Songez à l'impact que peuvent avoir quelques figures charismatiques suivies par des millions de personnes pour propager des théories du complot ou attiser la haine : leurs messages incendiaires activent chez leurs adeptes les mécanismes d'appartenance à un groupe et de suspicion envers l'ennemi, court-circuitant souvent les instances intermédiaires traditionnelles (partis, médias de référence, institutions académiques) qui, par le passé, filtraient et modéraient le débat public. En ce sens , nos « institutions » socio-politiques, encore largement calquées sur une logique du XXe, voire du XIXe siècle, peinent à suivre le rythme : la démocratie représentative et le discours rationnel des Lumières présupposent des citoyens capables de s'informer de manière critique et de négocier des compromis, mais la combinaison d'émotions archaïques et de nouveaux canaux technologiques sape ces prémisses, favorisant une politique viscérale et des affiliations instinctives. Le philosophe politique du siècle dernier concevait l'opinion publique comme une arène de débat argumenté ; aujourd'hui, elle ressemble davantage à un champ de bataille émotionnel où l'emporte celui qui crie le plus fort à la trahison ou à l'hérésie. Ainsi, nos passions « paléolithiques » — l’honneur, la fierté de faction, la ferveur morale — refont surface avec force, mais au lieu de brandir des pierres, des épées ou des torches enflammées, nous utilisons des smartphones et des tweets cinglants.
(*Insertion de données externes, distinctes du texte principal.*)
// SPDX-License-Identifier: MIT OR Apache-2.0

#![forbid(unsafe_code)]

use crate::QcError;
use crate::time_series::TimeSeries;
use chrono::{Days, NaiveDate};

/// Reduction applied to the samples of one calendar day.
#[cfg_attr(feature = "serde", derive(serde::Serialize, serde::Deserialize))]
#[derive(Clone, Copy, Debug, Default, PartialEq, Eq)]
pub enum DailyAgg {
    Sum,
    #[default]
    Mean,
    Max,
    Min,
    /// Number of finite samples; `0.0` for empty days.
    Count,
}

impl DailyAgg {
    pub const fn as_str(self) -> &'static str {
        match self {
            Self::Sum => "sum",
            Self::Mean => "mean",
            Self::Max => "max",
            Self::Min => "min",
            Self::Count => "count",
        }
    }
}

/// One value per calendar day over a contiguous date range.
///
/// Days without valid samples hold `NaN`.
#[cfg_attr(feature = "serde", derive(serde::Serialize, serde::Deserialize))]
#[derive(Clone, Debug, PartialEq)]
pub struct DailyAggregate {
    start: NaiveDate,
    end: NaiveDate,
    values: Vec<f64>,
}

impl DailyAggregate {
    /// Builds an aggregate whose first entry is `start`.
    pub fn new(start: NaiveDate, values: Vec<f64>) -> Result<Self, QcError> {
        if values.is_empty() {
            return Err(QcError::input(
                "daily aggregate must contain at least one day; got 0",
            ));
        }
        if let Some((idx, value)) = values
            .iter()
            .enumerate()
            .find(|(_, value)| value.is_infinite())
        {
            return Err(QcError::input(format!(
                "daily values must be finite or NaN; got values[{idx}]={value}"
            )));
        }
        let end = start
            .checked_add_days(Days::new((values.len() - 1) as u64))
            .ok_or_else(|| {
                QcError::input(format!(
                    "{} days starting {start} exceed the representable date range",
                    values.len()
                ))
            })?;
        Ok(Self { start, end, values })
    }

    /// Builds an aggregate from dated values, filling skipped days with `NaN`.
    pub fn from_pairs(pairs: &[(NaiveDate, f64)]) -> Result<Self, QcError> {
        let Some(&(start, _)) = pairs.first() else {
            return Err(QcError::input(
                "daily aggregate must contain at least one day; got 0",
            ));
        };

        let mut values = Vec::with_capacity(pairs.len());
        let mut prev: Option<NaiveDate> = None;
        for (idx, &(date, value)) in pairs.iter().enumerate() {
            if let Some(prev_date) = prev
                && date <= prev_date
            {
                return Err(QcError::input(format!(
                    "dates must be strictly increasing: index {idx} has {date}, previous {prev_date}"
                )));
            }
            let offset = (date - start).num_days() as usize;
            values.resize(offset, f64::NAN);
            values.push(value);
            prev = Some(date);
        }

        Self::new(start, values)
    }

    /// Resamples a series to calendar days using local dates.
    pub fn from_series(series: &TimeSeries, agg: DailyAgg) -> Result<Self, QcError> {
        let (first, last) = series.day_range();
        let n_days = (last - first).num_days() as usize + 1;

        let mut sums = vec![0.0; n_days];
        let mut counts = vec![0usize; n_days];
        let mut maxima = vec![f64::NEG_INFINITY; n_days];
        let mut minima = vec![f64::INFINITY; n_days];

        for (ts, &value) in series.timestamps().iter().zip(series.values()) {
            if !value.is_finite() {
                continue;
            }
            let day = (ts.date_naive() - first).num_days() as usize;
            sums[day] += value;
            counts[day] += 1;
            maxima[day] = maxima[day].max(value);
            minima[day] = minima[day].min(value);
        }

        let values = (0..n_days)
            .map(|day| {
                if agg == DailyAgg::Count {
                    return counts[day] as f64;
                }
                if counts[day] == 0 {
                    return f64::NAN;
                }
                match agg {
                    DailyAgg::Sum => sums[day],
                    DailyAgg::Mean => sums[day] / counts[day] as f64,
                    DailyAgg::Max => maxima[day],
                    DailyAgg::Min => minima[day],
                    DailyAgg::Count => counts[day] as f64,
                }
            })
            .collect();

        Self::new(first, values)
    }

    /// Same date range with replacement values.
    pub fn with_values(&self, values: Vec<f64>) -> Result<Self, QcError> {
        if values.len() != self.values.len() {
            return Err(QcError::input(format!(
                "replacement values must cover {} days; got {}",
                self.values.len(),
                values.len()
            )));
        }
        Self::new(self.start, values)
    }

    pub fn start(&self) -> NaiveDate {
        self.start
    }

    pub fn end(&self) -> NaiveDate {
        self.end
    }

    pub fn len(&self) -> usize {
        self.values.len()
    }

    pub fn is_empty(&self) -> bool {
        self.values.is_empty()
    }

    pub fn values(&self) -> &[f64] {
        &self.values
    }

    /// Number of days between the first and last entry.
    pub fn span_days(&self) -> i64 {
        (self.end - self.start).num_days()
    }

    pub fn date(&self, idx: usize) -> Option<NaiveDate> {
        if idx >= self.values.len() {
            return None;
        }
        self.start.checked_add_days(Days::new(idx as u64))
    }

    pub fn dates(&self) -> impl Iterator<Item = NaiveDate> + '_ {
        self.start.iter_days().take(self.values.len())
    }

    pub fn index_of(&self, date: NaiveDate) -> Option<usize> {
        if date < self.start || date > self.end {
            return None;
        }
        Some((date - self.start).num_days() as usize)
    }

    pub fn get(&self, date: NaiveDate) -> Option<f64> {
        self.index_of(date).map(|idx| self.values[idx])
    }

    pub fn valid_count(&self) -> usize {
        self.values.iter().filter(|value| value.is_finite()).count()
    }
}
Face à ce constat, on pourrait être tenté par le pessimisme : après tout, un esprit paléolithique doté d’outils modernes peut causer de grands dégâts, et c’est en partie ce que l’on observe dans les pathologies sociales actuelles. Mais reconnaître le problème constitue déjà un pas vers des solutions possibles. Le simple fait de comprendre que cette tribalisation de la vie en ligne n’est pas simplement un défaut moral individuel, mais plutôt un décalage évolutif, peut nous aider à l’aborder de manière plus constructive. Il ne s’agit pas de condamner l’humanité pour son irrationalité, mais de reconnaître que nous sommes tous vulnérables à ces mécanismes – même les personnes instruites et conscientes y sont influencées dans une certaine mesure. En fin de compte, être humain, c’est porter en soi ce double héritage : d’une part, les instincts immédiats d’un organisme social forgés dans la rareté et le danger imminent, d’autre part, l’étincelle de raison et de créativité qui nous a permis de bâtir des civilisations complexes.